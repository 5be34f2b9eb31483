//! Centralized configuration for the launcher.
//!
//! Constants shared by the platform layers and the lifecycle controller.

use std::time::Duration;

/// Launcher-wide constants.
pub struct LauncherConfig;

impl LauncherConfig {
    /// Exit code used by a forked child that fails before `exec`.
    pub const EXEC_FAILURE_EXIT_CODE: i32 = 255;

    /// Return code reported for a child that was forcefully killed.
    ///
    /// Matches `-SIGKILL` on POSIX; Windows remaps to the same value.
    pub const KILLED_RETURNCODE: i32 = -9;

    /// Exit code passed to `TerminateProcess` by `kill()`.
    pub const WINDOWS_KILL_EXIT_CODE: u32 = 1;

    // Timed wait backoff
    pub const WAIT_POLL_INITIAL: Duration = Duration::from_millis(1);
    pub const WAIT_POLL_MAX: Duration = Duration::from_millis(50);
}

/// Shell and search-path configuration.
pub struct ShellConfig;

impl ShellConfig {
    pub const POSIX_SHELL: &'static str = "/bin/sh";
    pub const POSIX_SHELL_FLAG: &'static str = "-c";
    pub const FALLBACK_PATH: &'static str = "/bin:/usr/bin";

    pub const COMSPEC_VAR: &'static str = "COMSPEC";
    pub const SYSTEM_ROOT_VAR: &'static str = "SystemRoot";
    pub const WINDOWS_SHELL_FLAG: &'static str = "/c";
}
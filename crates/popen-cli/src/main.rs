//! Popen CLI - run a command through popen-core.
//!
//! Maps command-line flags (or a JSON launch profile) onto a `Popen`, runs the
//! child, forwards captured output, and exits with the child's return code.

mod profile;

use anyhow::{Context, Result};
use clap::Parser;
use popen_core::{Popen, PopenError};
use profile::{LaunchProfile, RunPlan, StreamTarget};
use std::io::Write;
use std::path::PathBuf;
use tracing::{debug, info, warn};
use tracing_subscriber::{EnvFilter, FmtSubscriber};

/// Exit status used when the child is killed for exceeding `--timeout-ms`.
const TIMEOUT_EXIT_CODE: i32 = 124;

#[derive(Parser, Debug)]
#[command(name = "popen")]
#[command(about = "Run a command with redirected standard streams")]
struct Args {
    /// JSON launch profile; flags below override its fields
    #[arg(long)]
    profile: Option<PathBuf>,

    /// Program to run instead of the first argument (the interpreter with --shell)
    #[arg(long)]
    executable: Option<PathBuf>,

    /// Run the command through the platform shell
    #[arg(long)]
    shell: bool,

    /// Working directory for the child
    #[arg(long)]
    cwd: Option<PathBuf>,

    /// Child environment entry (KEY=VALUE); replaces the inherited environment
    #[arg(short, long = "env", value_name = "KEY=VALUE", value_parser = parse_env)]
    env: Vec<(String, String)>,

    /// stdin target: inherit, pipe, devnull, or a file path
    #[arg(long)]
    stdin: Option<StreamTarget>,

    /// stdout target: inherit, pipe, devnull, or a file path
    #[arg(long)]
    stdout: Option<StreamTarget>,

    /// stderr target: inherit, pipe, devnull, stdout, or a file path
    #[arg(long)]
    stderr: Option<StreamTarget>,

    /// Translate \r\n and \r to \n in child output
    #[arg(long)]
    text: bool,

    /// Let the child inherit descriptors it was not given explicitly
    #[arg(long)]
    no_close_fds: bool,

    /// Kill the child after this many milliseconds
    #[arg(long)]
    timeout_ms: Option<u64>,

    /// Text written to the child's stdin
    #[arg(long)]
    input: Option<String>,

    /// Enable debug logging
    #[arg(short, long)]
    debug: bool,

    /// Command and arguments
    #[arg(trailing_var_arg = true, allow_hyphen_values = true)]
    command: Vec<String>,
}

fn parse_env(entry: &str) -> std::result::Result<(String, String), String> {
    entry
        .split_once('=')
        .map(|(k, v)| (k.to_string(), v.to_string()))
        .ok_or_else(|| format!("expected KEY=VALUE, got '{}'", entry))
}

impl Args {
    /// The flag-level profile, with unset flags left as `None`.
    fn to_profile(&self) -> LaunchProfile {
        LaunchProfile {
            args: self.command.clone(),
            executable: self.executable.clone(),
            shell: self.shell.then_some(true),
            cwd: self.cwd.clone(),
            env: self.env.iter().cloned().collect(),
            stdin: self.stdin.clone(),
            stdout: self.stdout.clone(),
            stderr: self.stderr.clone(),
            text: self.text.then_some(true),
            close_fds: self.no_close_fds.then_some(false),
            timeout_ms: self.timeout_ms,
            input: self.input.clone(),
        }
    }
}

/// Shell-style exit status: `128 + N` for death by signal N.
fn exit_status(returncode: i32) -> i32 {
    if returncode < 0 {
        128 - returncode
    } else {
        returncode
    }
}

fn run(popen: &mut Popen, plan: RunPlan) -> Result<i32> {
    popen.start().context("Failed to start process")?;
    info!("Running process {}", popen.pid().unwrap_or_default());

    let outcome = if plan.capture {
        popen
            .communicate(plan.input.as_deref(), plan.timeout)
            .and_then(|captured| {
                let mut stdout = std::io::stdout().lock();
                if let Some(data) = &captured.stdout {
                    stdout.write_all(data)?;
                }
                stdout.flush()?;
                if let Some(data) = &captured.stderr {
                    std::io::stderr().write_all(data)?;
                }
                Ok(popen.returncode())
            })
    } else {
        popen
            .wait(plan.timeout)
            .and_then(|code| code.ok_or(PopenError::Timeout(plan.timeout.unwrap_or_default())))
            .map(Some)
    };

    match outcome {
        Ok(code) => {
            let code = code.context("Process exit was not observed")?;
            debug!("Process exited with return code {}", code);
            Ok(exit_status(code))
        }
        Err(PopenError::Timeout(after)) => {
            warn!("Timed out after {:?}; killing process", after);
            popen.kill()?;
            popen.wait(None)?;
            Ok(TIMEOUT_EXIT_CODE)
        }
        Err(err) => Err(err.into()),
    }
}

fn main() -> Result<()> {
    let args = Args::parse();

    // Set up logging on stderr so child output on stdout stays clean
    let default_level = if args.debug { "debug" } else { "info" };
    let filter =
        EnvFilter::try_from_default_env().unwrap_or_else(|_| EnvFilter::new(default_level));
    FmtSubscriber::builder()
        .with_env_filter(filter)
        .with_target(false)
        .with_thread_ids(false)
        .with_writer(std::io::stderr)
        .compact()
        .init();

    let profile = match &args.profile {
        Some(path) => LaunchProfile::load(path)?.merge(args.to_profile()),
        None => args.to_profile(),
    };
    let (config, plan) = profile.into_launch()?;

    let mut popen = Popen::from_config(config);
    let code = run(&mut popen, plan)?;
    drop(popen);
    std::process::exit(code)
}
== == ==
▶ Task statement:
Only a number is needed here: the count of lines above that hold the string "input".

▶ Response to the task:
3